WHERE: Artists’ Studio in the Foothills (ASiF)
Visual Arts Center of Nevada County
940 Idaho Maryland Road, Grass Valley
530-274-7000 / 530-210-3162 http://www.asifstudios.com
On Friday, from 5 – 8 p.m. the Artists' Studio in the Foothills invites the public for an evening of fine art, food, wine and live music featuring fiber artists Joan Dyer, Sandra Poteet and Lin Schiffner and more than 40 national and international ceramic artists' works as part of a series of rotating exhibitions of FCAM/Foothills Ceramic Art Museum's permanent collection.
'PATTERNS IN FIBER'
Fiber artists Joan Dyer, Sandra Poteet and Lin Schiffner's works represent a range of style and interpretation of the use of pattern and repetition in art and design. The pieces in this exhibit are stitched, painted, dyed, stamped or otherwise surface-altered. The palettes range from bold and bright to subtle and subdued and culminate in a wonderfully cohesive collection of contemporary fabric art.
These three artists have worked toward a common goal for many years in an effort to increase awareness about fiber and fabric as an important media and fine art form. This exhibit reflects their continued effort in pushing themselves as artists to expand the creative limits of this dynamic medium.
Dyer: "My fabric art is largely intuitive. I build my designs quickly and freely. I love to work (play) in my studio, and add a little magic here and there for the viewer to enjoy."
Poteet: "I am inspired and challenged by appreciation of the ﬁne arts, photography, ﬁne crafts,and the natural environment. My methods continue to evolve with one constant: I love the medium of fabric with its essential textural presence."

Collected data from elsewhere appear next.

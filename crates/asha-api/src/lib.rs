//! ASHA Data-Collection API Server
//!
//! Axum service in front of the SQLite record store: worker registration and
//! login, the five clinical form surfaces, reminder alerts, the dashboard
//! counts, and the offline-sync ingest endpoint.

pub mod auth;
pub mod config;
pub mod db;
pub mod error;
pub mod models;
pub mod routes;

use axum::routing::{get, post, put};
use axum::Router;
use std::sync::Arc;
use tower_http::trace::TraceLayer;

pub use config::AppConfig;
pub use db::Store;

/// Application state shared across handlers
pub struct AppState {
    pub store: Store,
    pub config: AppConfig,
}

/// Build the full application router.
pub fn app(state: Arc<AppState>) -> Router {
    let cors = state.config.cors_layer();

    Router::new()
        // Health check
        .route("/health", get(routes::health_check))
        // Authentication
        .route("/api/register", post(routes::auth::register))
        .route("/api/login", post(routes::auth::login))
        // Clinical forms
        .route(
            "/api/family-surveys",
            post(routes::forms::create_family_survey).get(routes::forms::list_family_surveys),
        )
        .route(
            "/api/pregnancy-reports",
            post(routes::forms::create_pregnancy_report).get(routes::forms::list_pregnancy_reports),
        )
        .route(
            "/api/child-vaccinations",
            post(routes::forms::create_child_vaccination)
                .get(routes::forms::list_child_vaccinations),
        )
        .route(
            "/api/postnatal-care",
            post(routes::forms::create_postnatal_care).get(routes::forms::list_postnatal_care),
        )
        .route(
            "/api/leprosy-reports",
            post(routes::forms::create_leprosy_report).get(routes::forms::list_leprosy_reports),
        )
        // Alerts and dashboard
        .route("/api/alerts", get(routes::alerts::list_alerts))
        .route("/api/alerts/:id/read", put(routes::alerts::mark_alert_read))
        .route("/api/dashboard", get(routes::dashboard::get_dashboard_stats))
        // Offline sync
        .route("/api/sync", post(routes::sync::sync_offline_data))
        // CORS
        .layer(cors)
        // Tracing
        .layer(TraceLayer::new_for_http())
        // State
        .with_state(state)
}
//! SQLite-backed record store.
//!
//! One [`Store`] wraps one connection pool; every entity repository hangs off
//! it. The handle is constructed in `main` and passed down through the
//! application state, and the schema is created on connect so a fresh
//! database file is usable immediately.

pub mod alerts;
pub mod forms;
pub mod schema;
pub mod workers;

use sqlx::sqlite::{SqliteConnectOptions, SqlitePoolOptions};
use sqlx::SqlitePool;
use std::str::FromStr;

const SCHEMA: &str = "
CREATE TABLE IF NOT EXISTS workers (
    id BLOB PRIMARY KEY NOT NULL,
    username TEXT NOT NULL UNIQUE,
    name TEXT NOT NULL,
    phone_number TEXT NOT NULL UNIQUE,
    place TEXT NOT NULL,
    aadhaar_number TEXT NOT NULL UNIQUE,
    hashed_password TEXT NOT NULL,
    created_at TEXT NOT NULL
);

CREATE TABLE IF NOT EXISTS family_surveys (
    id BLOB PRIMARY KEY NOT NULL,
    household_id TEXT NOT NULL,
    members_list TEXT NOT NULL,
    sanitation TEXT NOT NULL,
    chronic_illnesses TEXT NOT NULL,
    asha_worker_id BLOB NOT NULL REFERENCES workers(id),
    created_at TEXT NOT NULL,
    synced INTEGER NOT NULL DEFAULT 0
);
CREATE INDEX IF NOT EXISTS idx_family_surveys_worker ON family_surveys(asha_worker_id);

CREATE TABLE IF NOT EXISTS pregnancy_reports (
    id BLOB PRIMARY KEY NOT NULL,
    lmp TEXT NOT NULL,
    edd TEXT NOT NULL,
    gravida INTEGER NOT NULL,
    para INTEGER NOT NULL,
    anc_checkups TEXT NOT NULL,
    risk_factors TEXT NOT NULL,
    patient_name TEXT NOT NULL,
    patient_phone TEXT NOT NULL,
    asha_worker_id BLOB NOT NULL REFERENCES workers(id),
    created_at TEXT NOT NULL,
    synced INTEGER NOT NULL DEFAULT 0
);
CREATE INDEX IF NOT EXISTS idx_pregnancy_reports_worker ON pregnancy_reports(asha_worker_id);

CREATE TABLE IF NOT EXISTS child_vaccinations (
    id BLOB PRIMARY KEY NOT NULL,
    child_name TEXT NOT NULL,
    child_dob TEXT NOT NULL,
    vaccine_schedule TEXT NOT NULL,
    missed_doses TEXT NOT NULL,
    next_due TEXT NOT NULL,
    parent_name TEXT NOT NULL,
    parent_phone TEXT NOT NULL,
    asha_worker_id BLOB NOT NULL REFERENCES workers(id),
    created_at TEXT NOT NULL,
    synced INTEGER NOT NULL DEFAULT 0
);
CREATE INDEX IF NOT EXISTS idx_child_vaccinations_worker ON child_vaccinations(asha_worker_id);

CREATE TABLE IF NOT EXISTS postnatal_care (
    id BLOB PRIMARY KEY NOT NULL,
    pnc_visits TEXT NOT NULL,
    mother_health TEXT NOT NULL,
    baby_health TEXT NOT NULL,
    counselling TEXT NOT NULL,
    mother_name TEXT NOT NULL,
    delivery_date TEXT NOT NULL,
    asha_worker_id BLOB NOT NULL REFERENCES workers(id),
    created_at TEXT NOT NULL,
    synced INTEGER NOT NULL DEFAULT 0
);
CREATE INDEX IF NOT EXISTS idx_postnatal_care_worker ON postnatal_care(asha_worker_id);

CREATE TABLE IF NOT EXISTS leprosy_reports (
    id BLOB PRIMARY KEY NOT NULL,
    patient_name TEXT NOT NULL,
    leprosy_type TEXT NOT NULL,
    treatment TEXT NOT NULL,
    follow_ups TEXT NOT NULL,
    household_contacts TEXT NOT NULL,
    asha_worker_id BLOB NOT NULL REFERENCES workers(id),
    created_at TEXT NOT NULL,
    synced INTEGER NOT NULL DEFAULT 0
);
CREATE INDEX IF NOT EXISTS idx_leprosy_reports_worker ON leprosy_reports(asha_worker_id);

CREATE TABLE IF NOT EXISTS alerts (
    id BLOB PRIMARY KEY NOT NULL,
    title TEXT NOT NULL,
    message TEXT NOT NULL,
    alert_type TEXT NOT NULL,
    patient_id TEXT,
    patient_name TEXT NOT NULL,
    due_date TEXT NOT NULL,
    asha_worker_id BLOB NOT NULL REFERENCES workers(id),
    is_read INTEGER NOT NULL DEFAULT 0,
    created_at TEXT NOT NULL
);
CREATE INDEX IF NOT EXISTS idx_alerts_worker ON alerts(asha_worker_id);
";

/// Handle to the shared connection pool. Cloning is cheap.
#[derive(Clone)]
pub struct Store {
    pool: SqlitePool,
}

impl Store {
    /// Open (creating if missing) the database at `database_url` and ensure
    /// the schema exists.
    pub async fn connect(database_url: &str) -> Result<Self, sqlx::Error> {
        let options = SqliteConnectOptions::from_str(database_url)?.create_if_missing(true);
        let pool = SqlitePoolOptions::new()
            .max_connections(10)
            .connect_with(options)
            .await?;
        let store = Self { pool };
        store.init_schema().await?;
        Ok(store)
    }

    /// Ephemeral store for tests and local experiments. A single connection
    /// keeps the in-memory database alive and shared.
    pub async fn in_memory() -> Result<Self, sqlx::Error> {
        let options = SqliteConnectOptions::from_str("sqlite::memory:")?;
        let pool = SqlitePoolOptions::new()
            .max_connections(1)
            .connect_with(options)
            .await?;
        let store = Self { pool };
        store.init_schema().await?;
        Ok(store)
    }

    async fn init_schema(&self) -> Result<(), sqlx::Error> {
        sqlx::raw_sql(SCHEMA).execute(&self.pool).await?;
        Ok(())
    }

    pub(crate) fn pool(&self) -> &SqlitePool {
        &self.pool
    }
}
#[tokio::test]
async fn duplicate_display_names_get_distinct_usernames() {
    let (addr, _store) = spawn_server().await;

    let (status, first) = register(addr, "Priya Sharma", "9000000001", "111122223333").await;
    assert_eq!(status, 200, "first register: {first}");
    assert_eq!(first["username"], "priyasharma");
    assert!(first.get("id").and_then(Value::as_str).is_some());
    assert!(first.get("aadhaar_number").is_none());

    let (status, second) = register(addr, "Priya Sharma", "9000000002", "111122224444").await;
    assert_eq!(status, 200, "second register: {second}");
    assert_eq!(second["username"], "priyasharma1");
}

#[tokio::test]
async fn duplicate_phone_or_aadhaar_is_rejected() {
    let (addr, _store) = spawn_server().await;
    let (status, _) = register(addr, "Anil Kumar", "9000000010", "222233334444").await;
    assert_eq!(status, 200);

    let (status, body) = register(addr, "Someone Else", "9000000010", "555566667777").await;
    assert_eq!(status, 400);
    assert_eq!(body["detail"], "Phone number already registered");

    let (status, body) = register(addr, "Someone Else", "9000000011", "222233334444").await;
    assert_eq!(status, 400);
    assert_eq!(body["detail"], "Aadhaar number already registered");
}

#[tokio::test]
async fn login_round_trips_to_the_same_worker() {
    let (addr, _store) = spawn_server().await;
    let (_, registered) = register(addr, "Sita Verma", "9000000020", "333344445555").await;
    let token = login(addr, "sitaverma").await;

    let (status, body) = send_json(addr, "GET", "/api/dashboard", Some(&token), None).await;
    assert_eq!(status, 200, "dashboard: {body}");

    let (status, surveys) = send_json(addr, "GET", "/api/family-surveys", Some(&token), None).await;
    assert_eq!(status, 200);
    assert_eq!(surveys, json!([]));

    let (status, body) = send_json(
        addr,
        "POST",
        "/api/login",
        None,
        Some(&json!({ "username": "sitaverma", "password": "wrong" })),
    )
    .await;
    assert_eq!(status, 401);
    assert_eq!(body["detail"], "Incorrect username or password");

    let _ = registered;
}
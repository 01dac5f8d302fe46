//! Registration and login routes

use crate::auth::{create_token, hash_password, verify_password};
use crate::db::workers::NewWorker;
use crate::error::{parse_payload, ApiError};
use crate::models::{LoginRequest, LoginResponse, RegisterRequest, WorkerResponse};
use crate::AppState;
use asha_core::ValidationError;
use axum::extract::State;
use axum::Json;
use serde_json::Value;
use std::sync::Arc;
use tracing::info;

pub async fn register(
    State(state): State<Arc<AppState>>,
    Json(payload): Json<Value>,
) -> Result<Json<WorkerResponse>, ApiError> {
    let data: RegisterRequest = parse_payload(payload)?;

    let mut missing = Vec::new();
    for (field, value) in [
        ("name", &data.name),
        ("phone_number", &data.phone_number),
        ("place", &data.place),
        ("aadhaar_number", &data.aadhaar_number),
        ("password", &data.password),
    ] {
        if value.trim().is_empty() {
            missing.push(field.to_string());
        }
    }
    if !missing.is_empty() {
        return Err(ValidationError::new(missing).into());
    }

    if state.store.worker_phone_exists(&data.phone_number).await? {
        return Err(ApiError::Conflict("Phone number already registered"));
    }
    if state.store.worker_aadhaar_exists(&data.aadhaar_number).await? {
        return Err(ApiError::Conflict("Aadhaar number already registered"));
    }

    let username = state.store.next_username(&data.name).await?;
    let hashed_password = hash_password(&data.password)?;

    let worker = state
        .store
        .insert_worker(
            &username,
            NewWorker {
                name: data.name,
                phone_number: data.phone_number,
                place: data.place,
                aadhaar_number: data.aadhaar_number,
                hashed_password,
            },
        )
        .await?;

    info!("registered worker {}", worker.username);
    Ok(Json(WorkerResponse::from(&worker)))
}

pub async fn login(
    State(state): State<Arc<AppState>>,
    Json(payload): Json<Value>,
) -> Result<Json<LoginResponse>, ApiError> {
    let data: LoginRequest = parse_payload(payload)?;

    let worker = state
        .store
        .find_worker_by_username(&data.username)
        .await?
        .ok_or(ApiError::Unauthorized("Incorrect username or password"))?;

    if !verify_password(&data.password, &worker.hashed_password) {
        return Err(ApiError::Unauthorized("Incorrect username or password"));
    }

    let access_token = create_token(&worker.username, &state.config.jwt_secret)?;

    Ok(Json(LoginResponse {
        access_token,
        token_type: "bearer".to_string(),
        user: WorkerResponse::from(&worker),
    }))
}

Schiffner: "My art melds the heartfelt with my love for color and a compulsion for meticulous detail. Creating fabric art is a practice that brings solace, joy, and purpose. It provides an avenue for expression of my life's experiences and inspirations.
Starting at 6:30 p.m., Poteet and Schiffner will give a short presentation in the center's community classroom on "Patterns in Art Quilting.". The talk and slide show will focus on the history of traditional quilting to the evolution of art quilting with the use of pattern.
'PATTERNS IN CLAY'
For this exhibit, FCAM museum collector and founder Kenneth Underwood has chosen pieces from his collection that incorporate pattern in their surface treatment. As in any media – with ceramics, whether carved or stamped, printed or painted, pattern is created by repetition. Take any shape —a line, a circle, a triangle, a leaf, a blob – shift it left or right, up or down, flip it vertically or horizontally, or rotate it endlessly, and you have created a pattern. Shift it then rotate it and you create a spiral. Think of wallpaper and how it is printed in endless rolls up and down and seam to seam, and you will understand how pattern is created.
Underwood: "When I looked over the pieces I selected for this exhibit, it struck me that they are mostly round; wheel thrown, coiled, or altered, they all started by creating a circular form. Potters develop their skills by throwing the same shapes over and over until they master the process. Some potters then create molds to cast copies of those perfect shapes. The potter's process is one of repetition and refinement. Each pot is the product of a pattern! But each pot is also unique because it is made by hand. For so many potters to decorate their pots with patterns should be no surprise. It is part of their DNA."
The "Patterns in Fiber" exhibition will be on display through May 27; "Patterns in Clay" through June 17.
Gallery Hours: Tuesdays through Saturdays, 11 a.m. to 4 p.m.